Une nuit nous avons été accueillis dans un camp de nomades. Un peu par hasard, j’avais partagé je ne sais plus quelle nourriture que nous consommions rapidement en marchant avec un jeune garçon croisé sur le chemin. Le soir, le chef du campement nous a interceptés pour nous inviter. Nous n’avons pas perdu l’occasion de découvrir leur vie et de goûter quelques spécialités, souvent issues du chameau. Lait et viande notamment. Ils faisaient beaucoup de choses comme les Touaregs, en particulier la cuisson sous le sable, le pain ou la chèvre les jours de fête. Nos amis respectaient beaucoup ces nomades, des gens pauvres mais généreux.
Quand nous montrions des signes de fatigue, Omar demandait si nous étions «pièces détachées », une façon de dire fatigués, ou plutôt très fatigués. Notre fierté nous faisait refuser l’adjectif jusqu’au moment où cela devenait impossible à nier. Plus haut, le vent nous arejoints quand nous avons commencé à prendre de l’altitude, un vent terrible qui rendait la randonnée et les soirées moins agréables. Heureusement nous arrivions au refuge qui sert de base à la montée du M’Goun, qui si mes souvenirs sont exact signifie « vent ». L’ascension n’est pas spécialement difficile quand on est un peu montagnard mais il y a, avant la montée finale, une arête particulièrement exposée au vent sur laquelle il faut faire attention.
Au refuge nous avions perdu l’intimité de notre petit groupe mais l’ambiance était très cordiale.
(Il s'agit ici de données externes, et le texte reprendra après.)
//! Concurrent packet table.
//!
//! [`PacketStore`] is a sharded concurrent map: operations on different
//! packet ids only contend when they hash to the same internal shard, and
//! never on a table-wide lock. It does not order mutations of the same
//! packet: after registration, a packet's shares must only be taken,
//! replaced or removed by the shard worker that owns its identifier.

use crate::types::{Amount, Packet, PacketId, PacketSummary};
use dashmap::{DashMap, mapref::entry::Entry};
use rand::Rng;
use std::collections::BTreeMap;

#[derive(Debug, Default)]
pub struct PacketStore {
    packets: DashMap<PacketId, Packet>,
}

impl PacketStore {
    pub fn new() -> Self {
        Self::default()
    }

    /// Registers `packet` under `id` if no live packet uses that id.
    ///
    /// # Errors
    ///
    /// Hands `packet` back, leaving the existing packet untouched, if `id` is
    /// already taken.
    pub fn register(&self, id: PacketId, packet: Packet) -> Result<(), Packet> {
        match self.packets.entry(id) {
            Entry::Occupied(_) => Err(packet),
            Entry::Vacant(slot) => {
                slot.insert(packet);
                Ok(())
            }
        }
    }

    /// Returns a copy of the unclaimed shares of packet `id`.
    pub fn get(&self, id: PacketId) -> Option<Vec<Amount>> {
        self.packets.get(&id).map(|p| p.shares.clone())
    }

    /// Removes one uniformly random share of packet `id` in place and returns
    /// it, dropping the packet once its last share is gone.
    ///
    /// Returns `None` if the packet is unknown or already exhausted.
    pub(crate) fn take_share<R>(&self, id: PacketId, rng: &mut R) -> Option<Amount>
    where
        R: Rng + ?Sized,
    {
        let (amount, exhausted) = {
            let mut packet = self.packets.get_mut(&id)?;
            let amount = if packet.shares.is_empty() {
                None
            } else {
                let index = rng.random_range(0..packet.shares.len());
                Some(packet.shares.swap_remove(index))
            };
            (amount, packet.shares.is_empty())
        };

        // The entry guard must be released before removing from the same map.
        if exhausted {
            self.packets.remove(&id);
        }
        amount
    }

    /// Overwrites the unclaimed shares of a live packet.
    ///
    /// Returns `false` if `id` is not registered.
    pub fn replace(&self, id: PacketId, shares: Vec<Amount>) -> bool {
        match self.packets.get_mut(&id) {
            Some(mut packet) => {
                packet.shares = shares;
                true
            }
            None => false,
        }
    }

    pub fn remove(&self, id: PacketId) -> Option<Packet> {
        self.packets.remove(&id).map(|(_, packet)| packet)
    }

    pub fn contains(&self, id: PacketId) -> bool {
        self.packets.contains_key(&id)
    }

    pub fn summary(&self, id: PacketId) -> Option<PacketSummary> {
        self.packets.get(&id).map(|p| p.summary())
    }

    /// View of every live packet, ordered by id.
    ///
    /// Each entry is read under its own shard lock, so the view is consistent
    /// per packet but not across packets.
    pub fn snapshot(&self) -> BTreeMap<PacketId, PacketSummary> {
        self.packets
            .iter()
            .map(|entry| (*entry.key(), entry.value().summary()))
            .collect()
    }

    pub fn len(&self) -> usize {
        self.packets.len()
    }

    pub fn is_empty(&self) -> bool {
        self.packets.is_empty()
    }
}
Un autre couple de Français était là avec leur guide. Nous étions en altitude, il faisait froid. Il y avait des douches, l’eau était chauffée au gaz. A un tour de rôle, d’abord les femmes puis les hommes pouvaient aller en profiter. Quand se fût notre tour, j’eus la chance, dû à mon habitude des voyages dans le désert où l'eau était précieuse, d’être rapide. Il s’était produit une fuite de gaz dans ce local fermé, je suis sorti avec un léger mal de tête mais celui qui était avec moi, restant un peu plus, s’est retrouvé malade au point que son état nous a préoccupés jusqu’au matin suivant.
Le lendemain il fallait redescendre, en deux jours d’une marche assez fatigante nous avons rejoint la maison d’Omar, dans la vallée. Nous étions "pièce détachée " mais heureux. Les plats étaient prêts pour nous faire honneur et profiter en famille de notre dernière soirée dans la vallée.

C’est les larmes aux yeux, tard dans la matinée du lendemain, que nous reprenions la petite route en direction de Rabat, ne sachant pas quand la vie nous gratifierait d’une nouvelle visite dans la vallée.